Para Nietzsche, pensar es sinónimo de caminar, por lo que no hay pensamiento que no represente una caminata real. Así pues, todo pensamiento se define como un pensamiento caminado. Esta práctica no es exclusiva de los filósofos, sino de artistas y escritores, que, antes de pensar, crear y escribir –desde la antigüedad hasta la modernidad–, hacían largas caminatas, después de tomarse un té o un café.

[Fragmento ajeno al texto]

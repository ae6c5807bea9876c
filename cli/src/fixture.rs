//! Recorded browser sessions standing in for the extension host.

use anyhow::{Context, Result};
use serde::Deserialize;
use serde_json::Value;
use std::cell::{Cell, RefCell};
use std::collections::BTreeMap;
use std::path::Path;
use tracing::{debug, info};
use x_profile_plugin::host::{API_CONTRACT_KEY, TAB_URL_KEY};
use x_profile_plugin::{CredentialSource, Host};

type CredentialStore = BTreeMap<String, BTreeMap<String, String>>;

/// What the extension would have captured from the browser.
#[derive(Debug, Clone, Default, Deserialize)]
#[serde(rename_all = "camelCase")]
pub struct SessionFixture {
    #[serde(default)]
    pub tab_url: Option<String>,
    /// Cookies per hostname
    #[serde(default)]
    pub cookies: CredentialStore,
    /// Request headers per hostname
    #[serde(default)]
    pub headers: CredentialStore,
    /// API contract to use instead of the bundled one
    #[serde(default)]
    pub api_contract: Option<Value>,
}

impl SessionFixture {
    pub fn load(path: &Path) -> Result<Self> {
        let raw = std::fs::read_to_string(path)
            .with_context(|| format!("Failed to read session file `{}`", path.display()))?;
        serde_json::from_str(&raw)
            .with_context(|| format!("Session file `{}` is malformed", path.display()))
    }
}

/// Host that answers from a [`SessionFixture`] and never contacts a notary.
///
/// `notarize` records the request and hands back `dry-run-<n>`.
#[derive(Debug, Default)]
pub struct DryRunHost {
    fixture: SessionFixture,
    redirects: RefCell<Vec<String>>,
    notarized: RefCell<Vec<Value>>,
    counter: Cell<usize>,
}

impl DryRunHost {
    pub fn new(fixture: SessionFixture) -> Self {
        Self {
            fixture,
            ..Default::default()
        }
    }

    pub fn redirects(&self) -> Vec<String> {
        self.redirects.borrow().clone()
    }

    pub fn notarized(&self) -> Vec<Value> {
        self.notarized.borrow().clone()
    }
}

impl Host for DryRunHost {
    fn read_config(&self, key: &str) -> Result<Option<String>> {
        let store = match key {
            TAB_URL_KEY => return Ok(self.fixture.tab_url.clone()),
            API_CONTRACT_KEY => return Ok(self.fixture.api_contract.as_ref().map(Value::to_string)),
            k if k == CredentialSource::Cookies.config_key() => &self.fixture.cookies,
            k if k == CredentialSource::Headers.config_key() => &self.fixture.headers,
            _ => return Ok(None),
        };
        Ok(Some(serde_json::to_string(store)?))
    }

    fn redirect(&self, url: &str) -> Result<()> {
        info!(target: "plain", "↪ plugin asked the tab to open {url}");
        self.redirects.borrow_mut().push(url.to_string());
        Ok(())
    }

    fn notarize(&self, request: &Value) -> Result<String> {
        let handle = self.counter.get() + 1;
        self.counter.set(handle);

        debug!(
            "Dry-run notarization request: {}",
            serde_json::to_string_pretty(&censor_secrets(request))?
        );
        self.notarized.borrow_mut().push(request.clone());

        Ok(format!("dry-run-{handle}"))
    }
}

/// Copy of `request` with every secret header value replaced by X's.
pub(crate) fn censor_secrets(request: &Value) -> Value {
    let mut censored = request.clone();

    let secret_names: Vec<String> = request["secretHeaders"]
        .as_array()
        .into_iter()
        .flatten()
        .filter_map(Value::as_str)
        .filter_map(|line| line.split_once(':').map(|(name, _)| name.trim().to_string()))
        .collect();

    if let Some(headers) = censored["headers"].as_object_mut() {
        for (name, value) in headers.iter_mut() {
            if secret_names.iter().any(|s| s.eq_ignore_ascii_case(name)) {
                let len = value.as_str().map_or(0, str::len);
                *value = Value::String("X".repeat(len));
            }
        }
    }

    if let Some(lines) = censored["secretHeaders"].as_array_mut() {
        for line in lines.iter_mut() {
            if let Some((name, secret)) = line.as_str().and_then(|l| l.split_once(": ")) {
                *line = Value::String(format!("{name}: {}", "X".repeat(secret.len())));
            }
        }
    }

    censored
}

En toda la obra de Nietzsche hay una visión fantástica, y aun utópica, del ser soñador despierto, del pensador como soñador, del caminante como pensador o del pensador como caminante. Paseaba hasta diez horas diarias, en un estado de melancólica nostalgia como un ser solitario y atormentado, y acaso este estilo de vida –o de trabajo– alimentó su obra filosófica. El paisaje le sirvió de inspiración, de estímulo intelectual, pero también le deparó cierto sentimentalismo y cierta melancolía trágica. Así pues, amó menos la sociedad que la naturaleza y más el movimiento corporal que el reposo espiritual. De Alemania a Nápoles y Génova, arriba a Turín, donde descubre la fascinación y el milagro, y donde hará largas caminatas por las riberas del Po. Aquí escribe Ecce homo, allí pierde la cordura mental (si alguna vez la tuvo), y abraza el célebre caballo maltratado que haría inmortal su indulgencia y su dignidad moral. Huyó, como se sabe, de las ciudades, y en esa huida perdió la fe, descreyó de toda creencia, hasta encender la llama de su filosofía del crepúsculo y de la aurora. Su honestidad filosófica y su grandeza moral lo hicieron huir del mundo de la razón y de las creencias para buscar refugio en el mundo de las ideas y de los mitos. De ahí que se alejara del universo religioso y político, de todos los poderes y valores de Occidente. Vivió peligrosamente como lo anheló. Caminó para encontrar el reposo activo y se transformó en filósofo del caminar, en jardinero de las ideas, que atizó su pensamiento con el fuego de su imaginación para que la posteridad –siempre incomprendida–, abone el jardín de su mundo filosófico. Durante su atormentada vida intelectual, nunca pudo librarse de sus fantasmas metafísicos ni de sus paranoias obsesivas. Tal vez le sirvieron para alimentar sus creaciones y sus elucubraciones intuitivas, en las que se mezclan y confunden lo lírico y lo épico, lo dionisiaco y lo apolíneo. Nietzsche siempre se sintió y auto percibió como un ser desdichado, pero no por eso cayó en la trampa de la comedia del perdón. Rechazó, en cambio, la moral de la compasión y la ética solidaria del dolor. Vio con desdén la hipocresía del miedo y la religión del pecado. Fue pues un moralista sin moral y un nihilista sin filosofía doctrinaria. En síntesis: miró con hipocresía la moral social y la moral cristiana.